Exercise: Reproduce exactly the lines from the top of the records below through the line holding "-> Result<Vec<Self::Node>, SessionError>;".

Records from a data source:
::::

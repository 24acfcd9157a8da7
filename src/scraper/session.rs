//! Rendering session abstraction.
//!
//! The extraction pipeline only ever issues read-only queries against an
//! already-stabilized page, so the whole capability surface is a handful
//! of request/response calls. Two implementations exist: a headless
//! Chrome session ([`super::browser::ChromeSession`]) and a static HTML
//! document ([`super::static_dom::StaticDom`]) used for file input and
//! tests.

use crate::error::SessionError;

/// Read-only DOM query surface of a rendering session.
///
/// `Node` is an opaque handle into the session's DOM. Document order is
/// preserved by all `*_all` queries; it is the only ordering signal the
/// pipeline consumes.
#[allow(async_fn_in_trait)]
pub trait DomSession {
    type Node;

    /// Navigate the session to a URL.
    async fn navigate(&self, url: &str) -> Result<(), SessionError>;

    /// Evaluate a script in page context, discarding the result.
    async fn evaluate(&self, script: &str) -> Result<(), SessionError>;

    /// Current content size metric (DOM height or serialized length),
    /// used by the scroll-until-stable loop.
    async fn content_size(&self) -> Result<u64, SessionError>;

    /// First element matching `selector`, page scope.
    async fn query(&self, selector: &str) -> Result<Option<Self::Node>, SessionError>;

    /// All elements matching `selector` within `node`'s subtree, in
    /// document order.
    async fn query_all_in(
        &self,
        node: &Self::Node,
        selector: &str,
    ) -> Result<Vec<Self::Node>, SessionError>;

    /// First element matching `selector` within `node`'s subtree.
    async fn query_in(
        &self,
        node: &Self::Node,
        selector: &str,
    ) -> Result<Option<Self::Node>, SessionError> {
        Ok(self.query_all_in(node, selector).await?.into_iter().next())
    }

    /// Inner text of an element.
    async fn read_text(&self, node: &Self::Node) -> Result<String, SessionError>;

    /// Tear the session down.
    async fn close(self) -> Result<(), SessionError>;
}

::::

Answer to the exercise:
repository 24acfcd9157a8da7
filename src/scraper/session.rs
//! Rendering session abstraction.
//!
//! The extraction pipeline only ever issues read-only queries against an
//! already-stabilized page, so the whole capability surface is a handful
//! of request/response calls. Two implementations exist: a headless
//! Chrome session ([`super::browser::ChromeSession`]) and a static HTML
//! document ([`super::static_dom::StaticDom`]) used for file input and
//! tests.

use crate::error::SessionError;

/// Read-only DOM query surface of a rendering session.
///
/// `Node` is an opaque handle into the session's DOM. Document order is
/// preserved by all `*_all` queries; it is the only ordering signal the
/// pipeline consumes.
#[allow(async_fn_in_trait)]
pub trait DomSession {
    type Node;

    /// Navigate the session to a URL.
    async fn navigate(&self, url: &str) -> Result<(), SessionError>;

    /// Evaluate a script in page context, discarding the result.
    async fn evaluate(&self, script: &str) -> Result<(), SessionError>;

    /// Current content size metric (DOM height or serialized length),
    /// used by the scroll-until-stable loop.
    async fn content_size(&self) -> Result<u64, SessionError>;

    /// First element matching `selector`, page scope.
    async fn query(&self, selector: &str) -> Result<Option<Self::Node>, SessionError>;

    /// All elements matching `selector` within `node`'s subtree, in
    /// document order.
    async fn query_all_in(
        &self,
        node: &Self::Node,
        selector: &str,
    ) -> Result<Vec<Self::Node>, SessionError>;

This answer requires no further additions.